The drug, known chemically as calcitonin salmon is a man-made version of the hormone calcitonin that is found in salmon.

Calcitonin products include Novartis AG's Miacalcin injection and nasal spray and Unigene Laboratories Inc's nasal spray. Privately held Upsher Smith Laboratories Inc distributes Unigene's product in the United States. Generic calcitonin products are also available.

The European Medicines Agency concluded last July that calcitonin should no longer be used to treat osteoporosis, due to the drug's cancer risk. The majority of all calcitonin salmon trials showed an increased risk estimate.

They ruled that the benefits of calcitonin-containing medicines did not outweigh their risks in the treatment of osteoporosis and that they should no longer be used for this condition.

They recommended that the drugs should only be authorized for short-term use in Paget's disease, a bone disorder; for acute bone loss due to sudden immobilization; and for excess calcium in the blood caused by cancer.

The result follows an FDA staff review that found significant questions remain over whether calcitonin salmon is effective in reducing fractures. The panel voted 20-1 that companies developing new calcitonin salmon products must prove they are effective in reducing fracture risk.

The panel says the long-established bone strengthening drug should no longer be used by women because there is little evidence it works and it may actually increase the risk of cancer.

Health authorities around the world have been reviewing the drug's safety after two recent studies showed a slightly higher rate of cancer among patients taking calcitonin pills.

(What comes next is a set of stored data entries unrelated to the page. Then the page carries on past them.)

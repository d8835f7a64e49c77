//! Money type in integer minor units with currency.
//!
//! CRITICAL: Never use floating-point for money calculations.
//! Ledger amounts are whole minor units (cents for USD, yen for JPY);
//! only exchange rates carry fractional precision (`rust_decimal::Decimal`).

use serde::{Deserialize, Serialize};

/// Represents a monetary amount with currency.
///
/// The amount is signed: ledger CREDIT legs are positive, DEBIT legs negative.
#[derive(Debug, Clone, Copy, PartialEq, Eq, Hash, Serialize, Deserialize)]
pub struct Money {
    /// The amount in the smallest currency unit (e.g., cents).
    pub amount: i64,
    /// ISO 4217 currency code.
    pub currency: Currency,
}

/// ISO 4217 currency codes supported by the ledger.
#[derive(Debug, Clone, Copy, PartialEq, Eq, Hash, PartialOrd, Ord, Serialize, Deserialize)]
#[serde(rename_all = "UPPERCASE")]
pub enum Currency {
    /// US Dollar
    Usd,
    /// Euro
    Eur,
    /// Pound Sterling
    Gbp,
    /// Canadian Dollar
    Cad,
    /// Australian Dollar
    Aud,
    /// New Zealand Dollar
    Nzd,
    /// Swiss Franc
    Chf,
    /// Swedish Krona
    Sek,
    /// Danish Krone
    Dkk,
    /// Norwegian Krone
    Nok,
    /// Mexican Peso
    Mxn,
    /// Brazilian Real
    Brl,
    /// Indian Rupee
    Inr,
    /// Indonesian Rupiah
    Idr,
    /// Singapore Dollar
    Sgd,
    /// Japanese Yen
    Jpy,
    /// South Korean Won
    Krw,
}

impl Currency {
    /// Returns the ISO 4217 code.
    #[must_use]
    pub const fn code(self) -> &'static str {
        match self {
            Self::Usd => "USD",
            Self::Eur => "EUR",
            Self::Gbp => "GBP",
            Self::Cad => "CAD",
            Self::Aud => "AUD",
            Self::Nzd => "NZD",
            Self::Chf => "CHF",
            Self::Sek => "SEK",
            Self::Dkk => "DKK",
            Self::Nok => "NOK",
            Self::Mxn => "MXN",
            Self::Brl => "BRL",
            Self::Inr => "INR",
            Self::Idr => "IDR",
            Self::Sgd => "SGD",
            Self::Jpy => "JPY",
            Self::Krw => "KRW",
        }
    }

    /// Number of decimal places of the minor unit (ISO 4217 exponent).
    #[must_use]
    pub const fn decimal_places(self) -> u32 {
        match self {
            Self::Jpy | Self::Krw => 0,
            _ => 2,
        }
    }
}

impl Money {
    /// Creates a new Money instance.
    #[must_use]
    pub const fn new(amount: i64, currency: Currency) -> Self {
        Self { amount, currency }
    }

    /// Creates a zero amount in the specified currency.
    #[must_use]
    pub const fn zero(currency: Currency) -> Self {
        Self {
            amount: 0,
            currency,
        }
    }

    /// Returns true if the amount is zero.
    #[must_use]
    pub const fn is_zero(&self) -> bool {
        self.amount == 0
    }

    /// Returns true if the amount is negative.
    #[must_use]
    pub const fn is_negative(&self) -> bool {
        self.amount < 0
    }

    /// Returns the same amount with the opposite sign.
    #[must_use]
    pub const fn negated(self) -> Self {
        Self {
            amount: -self.amount,
            currency: self.currency,
        }
    }

    /// Adds two amounts of the same currency.
    ///
    /// Returns `None` on currency mismatch or overflow.
    #[must_use]
    pub fn checked_add(self, other: Self) -> Option<Self> {
        if self.currency != other.currency {
            return None;
        }
        self.amount
            .checked_add(other.amount)
            .map(|amount| Self::new(amount, self.currency))
    }
}

impl std::fmt::Display for Currency {
    fn fmt(&self, f: &mut std::fmt::Formatter<'_>) -> std::fmt::Result {
        f.write_str(self.code())
    }
}

impl std::fmt::Display for Money {
    fn fmt(&self, f: &mut std::fmt::Formatter<'_>) -> std::fmt::Result {
        let places = self.currency.decimal_places();
        if places == 0 {
            return write!(f, "{} {}", self.amount, self.currency);
        }
        let scale = 10_i64.pow(places);
        let sign = if self.amount < 0 { "-" } else { "" };
        let abs = self.amount.unsigned_abs();
        let scale_abs = scale.unsigned_abs();
        write!(
            f,
            "{sign}{}.{:0width$} {}",
            abs / scale_abs,
            abs % scale_abs,
            self.currency,
            width = places as usize
        )
    }
}

impl std::str::FromStr for Currency {
    type Err = String;

    fn from_str(s: &str) -> Result<Self, Self::Err> {
        match s.to_uppercase().as_str() {
            "USD" => Ok(Self::Usd),
            "EUR" => Ok(Self::Eur),
            "GBP" => Ok(Self::Gbp),
            "CAD" => Ok(Self::Cad),
            "AUD" => Ok(Self::Aud),
            "NZD" => Ok(Self::Nzd),
            "CHF" => Ok(Self::Chf),
            "SEK" => Ok(Self::Sek),
            "DKK" => Ok(Self::Dkk),
            "NOK" => Ok(Self::Nok),
            "MXN" => Ok(Self::Mxn),
            "BRL" => Ok(Self::Brl),
            "INR" => Ok(Self::Inr),
            "IDR" => Ok(Self::Idr),
            "SGD" => Ok(Self::Sgd),
            "JPY" => Ok(Self::Jpy),
            "KRW" => Ok(Self::Krw),
            _ => Err(format!("Unknown currency: {s}")),
        }
    }
}
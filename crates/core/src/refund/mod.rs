//! Refunds of transaction groups.
//!
//! A refund never edits the original legs. It writes a new group of mirror
//! legs, each pointing back at the leg it cancels. Refunding the primary
//! pair of a group (contribution, expense, added funds) takes the rest of the
//! group with it; refunding any other pair only touches that pair.

mod engine;

#[cfg(test)]
mod engine_props;

pub use engine::{RefundEngine, RefundOutcome};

The FDA originally approved the drugs based on studies showing that they increased bone mineral density. However, no studies have definitely shown that higher density actually reduces bone fractures. The largest study of calcitonin, which followed 1,200 women for about five years, was plagued by logistical problems, including a high level of patients who dropped out.

The FDA often approves drugs based on so-called surrogate endpoints, or initial measures that suggest the drug will make real improvements in patient health. In cancer drugs, for example, tumor shrinkage is considered a predictor on longer survival.

In calculating survival gained by tumor shrinkage, it is approximately 2 months in 50% reduction, 3 and a half months in 75% reduction and 1 year in 99% reduction. The data indicate that in cases evaluated with reduction rates more than 90%, there may be a significant correlation between response rate and survival.

Of course, drugmakers favor this approach because it helps them get products to market sooner. But it has proven problematic for the FDA when drugs don't live up to their initial promise. Researchers opt for experiments that generate plenty of reproducible results (like tumor shrinkage). This gives the illusion that researchers have done something meaningful.